Once the line with "pub fn id(&self)" is found, repeat exactly that line and every one after it until the data below ends, including the last line.

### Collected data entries
⁂

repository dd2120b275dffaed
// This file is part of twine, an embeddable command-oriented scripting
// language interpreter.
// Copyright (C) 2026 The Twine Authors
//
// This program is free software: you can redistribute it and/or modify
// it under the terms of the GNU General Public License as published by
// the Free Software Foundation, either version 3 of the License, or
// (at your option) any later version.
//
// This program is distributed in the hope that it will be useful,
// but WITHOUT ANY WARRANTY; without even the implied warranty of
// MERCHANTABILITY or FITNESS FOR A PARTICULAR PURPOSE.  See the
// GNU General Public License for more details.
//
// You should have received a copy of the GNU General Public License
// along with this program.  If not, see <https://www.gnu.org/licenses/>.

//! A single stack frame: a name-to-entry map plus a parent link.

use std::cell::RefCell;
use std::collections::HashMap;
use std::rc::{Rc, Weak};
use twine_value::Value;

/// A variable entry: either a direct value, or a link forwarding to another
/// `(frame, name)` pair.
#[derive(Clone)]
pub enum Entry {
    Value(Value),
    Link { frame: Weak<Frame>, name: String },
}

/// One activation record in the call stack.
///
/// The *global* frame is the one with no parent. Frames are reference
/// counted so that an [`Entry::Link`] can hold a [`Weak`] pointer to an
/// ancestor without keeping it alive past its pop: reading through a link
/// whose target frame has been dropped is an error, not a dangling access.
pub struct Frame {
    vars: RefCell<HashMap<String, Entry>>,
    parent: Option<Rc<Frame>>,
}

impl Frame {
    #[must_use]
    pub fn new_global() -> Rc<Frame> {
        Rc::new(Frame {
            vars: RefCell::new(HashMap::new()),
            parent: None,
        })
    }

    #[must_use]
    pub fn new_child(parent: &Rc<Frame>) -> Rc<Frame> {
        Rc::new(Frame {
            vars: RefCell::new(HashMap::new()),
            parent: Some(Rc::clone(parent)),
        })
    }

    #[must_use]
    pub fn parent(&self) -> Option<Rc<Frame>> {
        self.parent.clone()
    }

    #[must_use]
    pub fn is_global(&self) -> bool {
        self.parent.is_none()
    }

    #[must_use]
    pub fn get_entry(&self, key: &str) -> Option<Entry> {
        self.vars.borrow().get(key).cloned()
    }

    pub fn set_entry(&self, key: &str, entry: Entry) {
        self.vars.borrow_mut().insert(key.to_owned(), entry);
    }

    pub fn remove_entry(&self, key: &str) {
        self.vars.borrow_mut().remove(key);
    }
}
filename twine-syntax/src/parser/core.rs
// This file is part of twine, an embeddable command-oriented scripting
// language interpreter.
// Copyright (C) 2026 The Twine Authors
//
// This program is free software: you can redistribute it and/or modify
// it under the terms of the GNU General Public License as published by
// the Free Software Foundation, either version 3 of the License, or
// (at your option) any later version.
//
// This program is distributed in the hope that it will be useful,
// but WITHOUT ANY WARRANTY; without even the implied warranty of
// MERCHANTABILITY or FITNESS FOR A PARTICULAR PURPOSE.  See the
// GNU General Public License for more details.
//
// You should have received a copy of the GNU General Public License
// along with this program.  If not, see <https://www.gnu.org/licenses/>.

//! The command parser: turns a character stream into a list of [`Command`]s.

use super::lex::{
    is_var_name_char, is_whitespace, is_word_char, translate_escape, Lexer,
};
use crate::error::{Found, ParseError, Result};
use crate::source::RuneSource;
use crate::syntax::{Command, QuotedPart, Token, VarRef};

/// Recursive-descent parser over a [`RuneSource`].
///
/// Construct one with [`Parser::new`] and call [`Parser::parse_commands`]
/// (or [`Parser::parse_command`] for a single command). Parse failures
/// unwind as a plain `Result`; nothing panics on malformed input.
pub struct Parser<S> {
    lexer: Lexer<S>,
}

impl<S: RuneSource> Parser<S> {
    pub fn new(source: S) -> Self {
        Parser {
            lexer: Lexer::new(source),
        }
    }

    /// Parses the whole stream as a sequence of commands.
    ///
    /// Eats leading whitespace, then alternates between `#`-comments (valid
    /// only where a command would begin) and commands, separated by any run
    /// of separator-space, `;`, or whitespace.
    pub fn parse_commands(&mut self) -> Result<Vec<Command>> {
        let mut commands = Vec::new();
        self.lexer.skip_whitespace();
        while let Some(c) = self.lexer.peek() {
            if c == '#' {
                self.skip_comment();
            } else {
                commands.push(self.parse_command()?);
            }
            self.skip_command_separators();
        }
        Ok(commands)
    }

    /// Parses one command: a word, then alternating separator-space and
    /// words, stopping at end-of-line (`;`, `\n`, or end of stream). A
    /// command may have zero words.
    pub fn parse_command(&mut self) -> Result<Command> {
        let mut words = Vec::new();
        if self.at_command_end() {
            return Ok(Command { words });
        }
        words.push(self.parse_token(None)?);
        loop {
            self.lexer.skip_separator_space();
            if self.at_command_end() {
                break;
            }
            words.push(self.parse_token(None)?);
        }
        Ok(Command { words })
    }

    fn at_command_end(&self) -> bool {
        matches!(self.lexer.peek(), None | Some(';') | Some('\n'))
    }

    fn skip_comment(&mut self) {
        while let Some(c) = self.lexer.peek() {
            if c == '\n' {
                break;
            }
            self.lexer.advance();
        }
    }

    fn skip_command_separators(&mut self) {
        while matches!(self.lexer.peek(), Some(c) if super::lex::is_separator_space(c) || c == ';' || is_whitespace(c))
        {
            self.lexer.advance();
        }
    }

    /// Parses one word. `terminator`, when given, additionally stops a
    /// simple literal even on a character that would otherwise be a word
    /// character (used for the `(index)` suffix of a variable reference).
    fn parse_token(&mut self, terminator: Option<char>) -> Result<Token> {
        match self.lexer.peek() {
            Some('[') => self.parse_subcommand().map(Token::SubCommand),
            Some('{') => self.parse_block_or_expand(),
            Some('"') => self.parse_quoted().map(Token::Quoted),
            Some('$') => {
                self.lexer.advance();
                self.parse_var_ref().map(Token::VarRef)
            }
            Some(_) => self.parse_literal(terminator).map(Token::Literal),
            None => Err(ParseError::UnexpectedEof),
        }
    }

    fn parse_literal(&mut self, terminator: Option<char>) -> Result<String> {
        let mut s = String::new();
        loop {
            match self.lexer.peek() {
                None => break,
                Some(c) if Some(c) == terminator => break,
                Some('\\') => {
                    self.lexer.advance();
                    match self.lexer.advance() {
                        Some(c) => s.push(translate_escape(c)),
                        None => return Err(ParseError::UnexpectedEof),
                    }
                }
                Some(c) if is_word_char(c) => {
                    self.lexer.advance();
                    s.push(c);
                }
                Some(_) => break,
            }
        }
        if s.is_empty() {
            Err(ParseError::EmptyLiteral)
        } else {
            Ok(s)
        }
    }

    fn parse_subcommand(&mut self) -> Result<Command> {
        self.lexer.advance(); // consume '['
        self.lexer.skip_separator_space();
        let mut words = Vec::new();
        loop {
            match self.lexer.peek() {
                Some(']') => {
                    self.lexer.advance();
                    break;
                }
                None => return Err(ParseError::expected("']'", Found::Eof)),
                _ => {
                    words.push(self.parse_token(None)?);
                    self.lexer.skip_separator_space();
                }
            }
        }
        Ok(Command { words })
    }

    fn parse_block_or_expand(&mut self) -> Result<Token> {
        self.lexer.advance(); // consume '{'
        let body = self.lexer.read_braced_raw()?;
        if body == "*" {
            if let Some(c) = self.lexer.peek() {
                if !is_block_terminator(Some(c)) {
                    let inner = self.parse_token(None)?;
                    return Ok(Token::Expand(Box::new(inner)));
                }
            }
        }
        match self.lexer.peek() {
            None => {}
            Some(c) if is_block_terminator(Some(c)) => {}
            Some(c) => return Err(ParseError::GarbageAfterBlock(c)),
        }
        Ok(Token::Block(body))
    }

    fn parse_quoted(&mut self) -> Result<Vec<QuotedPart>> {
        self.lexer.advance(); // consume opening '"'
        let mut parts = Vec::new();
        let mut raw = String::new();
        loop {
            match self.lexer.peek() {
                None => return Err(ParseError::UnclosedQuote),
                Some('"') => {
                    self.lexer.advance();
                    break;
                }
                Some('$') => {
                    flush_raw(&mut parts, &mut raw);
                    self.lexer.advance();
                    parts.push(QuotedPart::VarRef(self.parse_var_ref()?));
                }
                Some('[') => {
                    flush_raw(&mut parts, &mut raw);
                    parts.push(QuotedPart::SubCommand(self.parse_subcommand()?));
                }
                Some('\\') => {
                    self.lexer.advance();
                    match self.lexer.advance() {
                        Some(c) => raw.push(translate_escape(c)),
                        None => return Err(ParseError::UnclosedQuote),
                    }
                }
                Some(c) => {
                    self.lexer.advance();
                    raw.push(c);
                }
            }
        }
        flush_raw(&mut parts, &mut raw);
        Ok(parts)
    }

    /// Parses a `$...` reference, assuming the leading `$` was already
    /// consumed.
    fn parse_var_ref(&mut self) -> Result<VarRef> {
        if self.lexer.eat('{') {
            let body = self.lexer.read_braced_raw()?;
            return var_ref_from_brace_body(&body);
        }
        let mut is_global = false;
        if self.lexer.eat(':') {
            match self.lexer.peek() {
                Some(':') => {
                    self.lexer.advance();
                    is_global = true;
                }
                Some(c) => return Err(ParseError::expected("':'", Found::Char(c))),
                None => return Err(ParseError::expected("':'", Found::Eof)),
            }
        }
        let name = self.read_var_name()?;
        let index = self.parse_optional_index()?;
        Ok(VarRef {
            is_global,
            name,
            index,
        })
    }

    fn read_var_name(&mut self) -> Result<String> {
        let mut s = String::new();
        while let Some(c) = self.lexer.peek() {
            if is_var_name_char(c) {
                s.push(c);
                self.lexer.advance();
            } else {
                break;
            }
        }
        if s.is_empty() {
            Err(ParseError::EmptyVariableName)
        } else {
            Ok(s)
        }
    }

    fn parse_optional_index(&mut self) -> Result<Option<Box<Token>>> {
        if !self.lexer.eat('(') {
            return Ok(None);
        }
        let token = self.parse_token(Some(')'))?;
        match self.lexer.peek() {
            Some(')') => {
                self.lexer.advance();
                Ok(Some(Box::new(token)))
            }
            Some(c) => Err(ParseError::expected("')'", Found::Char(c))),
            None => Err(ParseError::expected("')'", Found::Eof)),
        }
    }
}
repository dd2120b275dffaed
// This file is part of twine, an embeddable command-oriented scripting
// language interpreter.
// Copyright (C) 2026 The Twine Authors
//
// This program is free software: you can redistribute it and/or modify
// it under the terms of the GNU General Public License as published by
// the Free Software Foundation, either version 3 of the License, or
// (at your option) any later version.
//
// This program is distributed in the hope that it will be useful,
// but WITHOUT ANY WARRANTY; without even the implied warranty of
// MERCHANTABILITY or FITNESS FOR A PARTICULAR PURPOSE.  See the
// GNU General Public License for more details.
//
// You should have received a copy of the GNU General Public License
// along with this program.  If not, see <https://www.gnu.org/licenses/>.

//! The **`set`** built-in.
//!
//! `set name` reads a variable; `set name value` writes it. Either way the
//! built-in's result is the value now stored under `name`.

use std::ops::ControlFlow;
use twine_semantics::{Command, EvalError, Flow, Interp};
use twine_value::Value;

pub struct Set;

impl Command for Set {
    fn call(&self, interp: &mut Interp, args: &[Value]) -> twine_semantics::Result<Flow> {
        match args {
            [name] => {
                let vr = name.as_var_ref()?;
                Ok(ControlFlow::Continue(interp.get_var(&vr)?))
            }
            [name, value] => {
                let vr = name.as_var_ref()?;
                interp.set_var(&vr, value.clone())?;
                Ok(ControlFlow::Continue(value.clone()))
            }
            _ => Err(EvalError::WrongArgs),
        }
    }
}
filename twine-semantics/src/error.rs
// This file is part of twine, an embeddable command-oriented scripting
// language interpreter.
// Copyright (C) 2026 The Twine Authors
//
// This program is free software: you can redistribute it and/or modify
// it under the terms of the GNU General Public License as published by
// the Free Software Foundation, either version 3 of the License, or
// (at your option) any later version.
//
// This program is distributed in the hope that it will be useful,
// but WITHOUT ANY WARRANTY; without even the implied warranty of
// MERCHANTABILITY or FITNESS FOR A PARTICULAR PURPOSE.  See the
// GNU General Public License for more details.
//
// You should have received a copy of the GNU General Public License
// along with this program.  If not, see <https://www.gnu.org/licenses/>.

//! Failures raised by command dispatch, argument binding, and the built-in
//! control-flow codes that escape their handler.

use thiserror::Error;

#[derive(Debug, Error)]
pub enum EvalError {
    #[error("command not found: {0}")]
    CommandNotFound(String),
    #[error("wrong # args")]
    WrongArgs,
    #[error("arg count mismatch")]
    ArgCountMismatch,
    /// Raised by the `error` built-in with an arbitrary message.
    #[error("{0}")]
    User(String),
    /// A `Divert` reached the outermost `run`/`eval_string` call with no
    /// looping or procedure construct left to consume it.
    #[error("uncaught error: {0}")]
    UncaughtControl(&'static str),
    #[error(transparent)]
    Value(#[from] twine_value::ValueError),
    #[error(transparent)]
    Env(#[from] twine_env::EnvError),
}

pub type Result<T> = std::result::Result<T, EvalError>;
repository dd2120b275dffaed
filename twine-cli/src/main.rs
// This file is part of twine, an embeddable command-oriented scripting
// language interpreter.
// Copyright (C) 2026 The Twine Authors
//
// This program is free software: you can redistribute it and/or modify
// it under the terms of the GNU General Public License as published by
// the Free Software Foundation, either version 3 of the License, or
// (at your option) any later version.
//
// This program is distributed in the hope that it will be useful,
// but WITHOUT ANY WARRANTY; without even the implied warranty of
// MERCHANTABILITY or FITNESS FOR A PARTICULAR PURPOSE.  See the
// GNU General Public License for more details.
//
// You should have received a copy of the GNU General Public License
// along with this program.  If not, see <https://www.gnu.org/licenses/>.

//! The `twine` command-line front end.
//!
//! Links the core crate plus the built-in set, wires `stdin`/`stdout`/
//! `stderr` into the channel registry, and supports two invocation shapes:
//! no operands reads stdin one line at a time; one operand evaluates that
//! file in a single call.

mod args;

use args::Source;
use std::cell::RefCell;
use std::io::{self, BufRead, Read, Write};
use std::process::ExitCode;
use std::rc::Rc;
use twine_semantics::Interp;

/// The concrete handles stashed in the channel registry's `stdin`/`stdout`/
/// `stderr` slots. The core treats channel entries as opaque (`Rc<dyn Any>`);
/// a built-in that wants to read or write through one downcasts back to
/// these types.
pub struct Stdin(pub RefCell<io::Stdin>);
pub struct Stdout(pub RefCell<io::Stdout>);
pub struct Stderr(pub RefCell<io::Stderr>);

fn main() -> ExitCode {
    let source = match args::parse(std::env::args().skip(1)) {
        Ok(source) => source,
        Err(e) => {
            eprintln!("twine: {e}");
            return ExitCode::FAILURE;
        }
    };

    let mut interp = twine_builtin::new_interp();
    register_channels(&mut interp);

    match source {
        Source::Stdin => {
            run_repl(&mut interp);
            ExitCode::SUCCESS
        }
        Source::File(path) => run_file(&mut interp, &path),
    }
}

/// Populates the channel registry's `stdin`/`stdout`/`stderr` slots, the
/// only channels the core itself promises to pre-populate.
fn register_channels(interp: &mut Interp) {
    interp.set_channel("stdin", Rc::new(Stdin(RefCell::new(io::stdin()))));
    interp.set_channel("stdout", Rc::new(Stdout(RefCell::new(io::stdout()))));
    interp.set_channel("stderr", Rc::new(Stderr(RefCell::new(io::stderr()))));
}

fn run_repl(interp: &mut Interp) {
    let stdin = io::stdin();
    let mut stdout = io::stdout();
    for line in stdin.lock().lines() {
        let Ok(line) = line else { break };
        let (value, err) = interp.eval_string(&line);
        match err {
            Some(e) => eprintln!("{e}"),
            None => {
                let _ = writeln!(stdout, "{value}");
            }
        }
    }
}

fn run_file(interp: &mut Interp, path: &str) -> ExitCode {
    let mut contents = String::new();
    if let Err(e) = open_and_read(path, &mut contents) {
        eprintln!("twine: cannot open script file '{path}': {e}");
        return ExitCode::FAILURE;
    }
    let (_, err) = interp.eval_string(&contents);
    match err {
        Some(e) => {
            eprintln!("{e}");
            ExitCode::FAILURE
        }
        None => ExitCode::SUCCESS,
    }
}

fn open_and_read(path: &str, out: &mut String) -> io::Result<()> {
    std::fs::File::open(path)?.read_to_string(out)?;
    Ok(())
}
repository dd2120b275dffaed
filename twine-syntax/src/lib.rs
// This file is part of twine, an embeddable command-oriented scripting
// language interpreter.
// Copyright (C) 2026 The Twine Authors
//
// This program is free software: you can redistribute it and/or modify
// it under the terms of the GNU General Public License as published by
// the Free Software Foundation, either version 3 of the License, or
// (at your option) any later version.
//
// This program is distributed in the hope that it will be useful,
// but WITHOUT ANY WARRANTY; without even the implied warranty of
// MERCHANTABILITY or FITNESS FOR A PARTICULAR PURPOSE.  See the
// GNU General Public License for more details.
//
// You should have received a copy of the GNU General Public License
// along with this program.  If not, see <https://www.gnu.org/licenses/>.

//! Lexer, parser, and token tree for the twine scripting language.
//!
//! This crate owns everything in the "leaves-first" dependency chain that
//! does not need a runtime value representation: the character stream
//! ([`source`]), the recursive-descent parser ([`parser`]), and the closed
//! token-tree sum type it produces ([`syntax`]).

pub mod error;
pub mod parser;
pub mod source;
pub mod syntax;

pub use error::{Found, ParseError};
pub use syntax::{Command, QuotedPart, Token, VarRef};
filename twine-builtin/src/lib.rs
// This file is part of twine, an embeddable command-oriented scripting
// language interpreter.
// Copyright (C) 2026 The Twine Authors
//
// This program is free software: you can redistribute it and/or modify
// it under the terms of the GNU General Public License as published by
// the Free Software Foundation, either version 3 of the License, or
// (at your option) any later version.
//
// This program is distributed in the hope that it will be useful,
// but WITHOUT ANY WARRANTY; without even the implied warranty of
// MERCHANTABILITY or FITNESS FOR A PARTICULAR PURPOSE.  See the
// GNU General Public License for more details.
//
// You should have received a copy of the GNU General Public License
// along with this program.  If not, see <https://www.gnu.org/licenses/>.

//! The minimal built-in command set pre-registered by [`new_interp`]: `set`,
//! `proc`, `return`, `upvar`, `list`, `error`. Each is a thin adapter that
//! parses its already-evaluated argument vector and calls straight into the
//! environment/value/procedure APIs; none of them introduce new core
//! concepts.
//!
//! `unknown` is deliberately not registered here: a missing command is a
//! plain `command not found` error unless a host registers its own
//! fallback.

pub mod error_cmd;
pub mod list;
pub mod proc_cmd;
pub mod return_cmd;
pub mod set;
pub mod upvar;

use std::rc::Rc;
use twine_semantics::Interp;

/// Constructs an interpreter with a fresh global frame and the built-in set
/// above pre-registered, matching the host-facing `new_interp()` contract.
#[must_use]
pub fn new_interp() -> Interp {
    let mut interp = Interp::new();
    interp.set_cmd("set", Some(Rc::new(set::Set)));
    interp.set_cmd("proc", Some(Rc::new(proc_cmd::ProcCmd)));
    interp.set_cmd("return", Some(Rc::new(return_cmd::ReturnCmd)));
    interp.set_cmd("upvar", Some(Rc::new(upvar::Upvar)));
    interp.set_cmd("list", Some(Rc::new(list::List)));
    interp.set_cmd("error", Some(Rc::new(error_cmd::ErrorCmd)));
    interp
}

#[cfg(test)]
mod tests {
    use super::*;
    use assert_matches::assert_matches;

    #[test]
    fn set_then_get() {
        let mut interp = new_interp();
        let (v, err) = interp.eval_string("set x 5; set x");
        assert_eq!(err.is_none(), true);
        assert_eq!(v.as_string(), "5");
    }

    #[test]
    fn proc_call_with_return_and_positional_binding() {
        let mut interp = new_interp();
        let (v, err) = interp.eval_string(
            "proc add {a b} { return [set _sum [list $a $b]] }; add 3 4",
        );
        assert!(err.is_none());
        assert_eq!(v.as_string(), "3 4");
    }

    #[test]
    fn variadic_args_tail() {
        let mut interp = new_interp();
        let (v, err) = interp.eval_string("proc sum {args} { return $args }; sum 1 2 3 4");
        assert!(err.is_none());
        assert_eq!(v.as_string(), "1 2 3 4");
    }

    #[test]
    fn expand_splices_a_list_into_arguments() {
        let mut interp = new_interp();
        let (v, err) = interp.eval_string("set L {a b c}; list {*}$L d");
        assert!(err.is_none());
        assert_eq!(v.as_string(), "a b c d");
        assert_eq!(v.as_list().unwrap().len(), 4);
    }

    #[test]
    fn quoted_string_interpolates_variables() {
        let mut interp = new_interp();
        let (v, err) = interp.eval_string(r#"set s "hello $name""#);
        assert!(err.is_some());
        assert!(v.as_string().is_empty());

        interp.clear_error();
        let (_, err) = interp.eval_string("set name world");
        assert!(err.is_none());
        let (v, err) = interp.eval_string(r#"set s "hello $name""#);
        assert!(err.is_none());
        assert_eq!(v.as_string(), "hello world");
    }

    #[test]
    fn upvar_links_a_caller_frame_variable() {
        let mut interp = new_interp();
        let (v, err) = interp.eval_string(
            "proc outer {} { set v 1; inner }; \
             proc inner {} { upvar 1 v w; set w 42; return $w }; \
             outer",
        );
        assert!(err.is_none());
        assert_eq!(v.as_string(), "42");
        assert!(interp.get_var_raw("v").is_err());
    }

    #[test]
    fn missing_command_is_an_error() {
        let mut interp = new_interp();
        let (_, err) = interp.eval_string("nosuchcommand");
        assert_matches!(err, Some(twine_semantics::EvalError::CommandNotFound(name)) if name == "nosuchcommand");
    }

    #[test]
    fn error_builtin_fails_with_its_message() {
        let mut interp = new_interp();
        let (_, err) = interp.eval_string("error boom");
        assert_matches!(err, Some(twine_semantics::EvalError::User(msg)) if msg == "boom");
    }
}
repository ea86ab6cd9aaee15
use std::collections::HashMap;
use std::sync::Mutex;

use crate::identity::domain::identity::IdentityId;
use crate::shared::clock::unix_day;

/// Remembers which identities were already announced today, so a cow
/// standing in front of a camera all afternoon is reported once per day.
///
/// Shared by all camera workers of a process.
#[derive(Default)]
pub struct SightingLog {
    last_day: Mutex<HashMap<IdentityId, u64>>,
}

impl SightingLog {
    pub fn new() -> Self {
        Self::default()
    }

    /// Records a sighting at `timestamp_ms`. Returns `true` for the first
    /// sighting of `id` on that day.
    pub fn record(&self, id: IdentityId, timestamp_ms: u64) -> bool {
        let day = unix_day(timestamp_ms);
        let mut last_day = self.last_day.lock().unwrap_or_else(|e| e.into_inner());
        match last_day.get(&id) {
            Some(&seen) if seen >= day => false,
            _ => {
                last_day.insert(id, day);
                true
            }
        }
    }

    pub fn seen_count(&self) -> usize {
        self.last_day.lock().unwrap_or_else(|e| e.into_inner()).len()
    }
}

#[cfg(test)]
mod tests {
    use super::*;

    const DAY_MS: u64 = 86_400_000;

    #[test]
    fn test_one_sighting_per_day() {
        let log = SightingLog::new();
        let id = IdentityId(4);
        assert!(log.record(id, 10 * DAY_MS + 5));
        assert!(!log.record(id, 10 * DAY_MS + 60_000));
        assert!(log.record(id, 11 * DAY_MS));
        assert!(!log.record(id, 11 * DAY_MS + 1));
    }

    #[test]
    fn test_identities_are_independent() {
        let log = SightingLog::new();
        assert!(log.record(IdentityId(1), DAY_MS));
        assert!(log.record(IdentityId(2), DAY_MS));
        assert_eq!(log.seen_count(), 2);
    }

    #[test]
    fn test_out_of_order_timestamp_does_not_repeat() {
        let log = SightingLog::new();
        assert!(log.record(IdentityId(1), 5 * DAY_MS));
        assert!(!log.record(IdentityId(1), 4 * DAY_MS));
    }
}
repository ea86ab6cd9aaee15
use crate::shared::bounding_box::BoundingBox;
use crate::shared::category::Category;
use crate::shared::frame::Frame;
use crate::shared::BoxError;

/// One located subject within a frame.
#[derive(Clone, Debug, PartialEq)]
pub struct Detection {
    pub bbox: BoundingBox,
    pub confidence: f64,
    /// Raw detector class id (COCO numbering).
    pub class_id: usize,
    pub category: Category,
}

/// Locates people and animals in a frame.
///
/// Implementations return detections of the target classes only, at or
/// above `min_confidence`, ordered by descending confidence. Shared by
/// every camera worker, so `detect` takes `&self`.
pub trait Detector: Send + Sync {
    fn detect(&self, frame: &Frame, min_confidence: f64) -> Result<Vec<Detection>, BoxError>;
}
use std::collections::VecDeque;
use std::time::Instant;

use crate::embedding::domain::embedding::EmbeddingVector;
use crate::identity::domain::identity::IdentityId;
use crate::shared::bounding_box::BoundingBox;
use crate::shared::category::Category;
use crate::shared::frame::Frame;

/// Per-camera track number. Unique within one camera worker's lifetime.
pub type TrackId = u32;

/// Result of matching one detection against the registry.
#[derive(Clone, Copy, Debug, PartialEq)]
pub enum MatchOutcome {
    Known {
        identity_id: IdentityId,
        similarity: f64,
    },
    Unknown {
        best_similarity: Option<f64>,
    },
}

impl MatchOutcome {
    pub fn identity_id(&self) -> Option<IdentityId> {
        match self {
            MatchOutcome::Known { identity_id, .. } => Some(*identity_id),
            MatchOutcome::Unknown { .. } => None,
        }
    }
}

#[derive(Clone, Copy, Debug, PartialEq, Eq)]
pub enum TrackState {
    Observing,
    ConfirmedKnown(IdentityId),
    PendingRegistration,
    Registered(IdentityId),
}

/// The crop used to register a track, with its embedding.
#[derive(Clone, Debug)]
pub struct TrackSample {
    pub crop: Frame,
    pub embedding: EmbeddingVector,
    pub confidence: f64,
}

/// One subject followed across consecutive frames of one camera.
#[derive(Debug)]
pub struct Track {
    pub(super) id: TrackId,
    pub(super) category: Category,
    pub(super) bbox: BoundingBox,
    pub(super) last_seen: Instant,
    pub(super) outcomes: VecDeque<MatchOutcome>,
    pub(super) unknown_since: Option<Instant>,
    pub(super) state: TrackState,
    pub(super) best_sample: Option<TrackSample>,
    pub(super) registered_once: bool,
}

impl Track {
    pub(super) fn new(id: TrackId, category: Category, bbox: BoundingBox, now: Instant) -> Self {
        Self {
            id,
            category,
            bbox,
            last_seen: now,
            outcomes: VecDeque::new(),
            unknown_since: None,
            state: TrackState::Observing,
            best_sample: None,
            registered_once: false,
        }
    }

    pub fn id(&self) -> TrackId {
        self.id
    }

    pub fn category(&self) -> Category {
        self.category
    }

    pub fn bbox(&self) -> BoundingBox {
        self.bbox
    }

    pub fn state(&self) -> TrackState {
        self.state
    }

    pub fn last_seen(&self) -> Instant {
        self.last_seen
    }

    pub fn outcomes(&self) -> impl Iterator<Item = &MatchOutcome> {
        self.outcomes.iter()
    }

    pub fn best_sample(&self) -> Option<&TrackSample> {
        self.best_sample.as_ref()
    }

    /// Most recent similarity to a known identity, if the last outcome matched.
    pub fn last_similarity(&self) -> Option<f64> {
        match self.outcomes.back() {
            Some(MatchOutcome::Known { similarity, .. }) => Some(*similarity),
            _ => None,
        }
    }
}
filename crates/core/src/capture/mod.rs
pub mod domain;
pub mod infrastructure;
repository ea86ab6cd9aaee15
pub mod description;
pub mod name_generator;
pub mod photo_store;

⁂

### Task answer
    pub fn id(&self) -> TrackId {
        self.id
    }

    pub fn category(&self) -> Category {
        self.category
    }

    pub fn bbox(&self) -> BoundingBox {
        self.bbox
    }

    pub fn state(&self) -> TrackState {
        self.state
    }

    pub fn last_seen(&self) -> Instant {
        self.last_seen
    }

    pub fn outcomes(&self) -> impl Iterator<Item = &MatchOutcome> {
        self.outcomes.iter()
    }

    pub fn best_sample(&self) -> Option<&TrackSample> {
        self.best_sample.as_ref()
    }

    /// Most recent similarity to a known identity, if the last outcome matched.
    pub fn last_similarity(&self) -> Option<f64> {
        match self.outcomes.back() {
            Some(MatchOutcome::Known { similarity, .. }) => Some(*similarity),
            _ => None,
        }
    }
}
filename crates/core/src/capture/mod.rs
pub mod domain;
pub mod infrastructure;
repository ea86ab6cd9aaee15
pub mod description;
pub mod name_generator;
pub mod photo_store;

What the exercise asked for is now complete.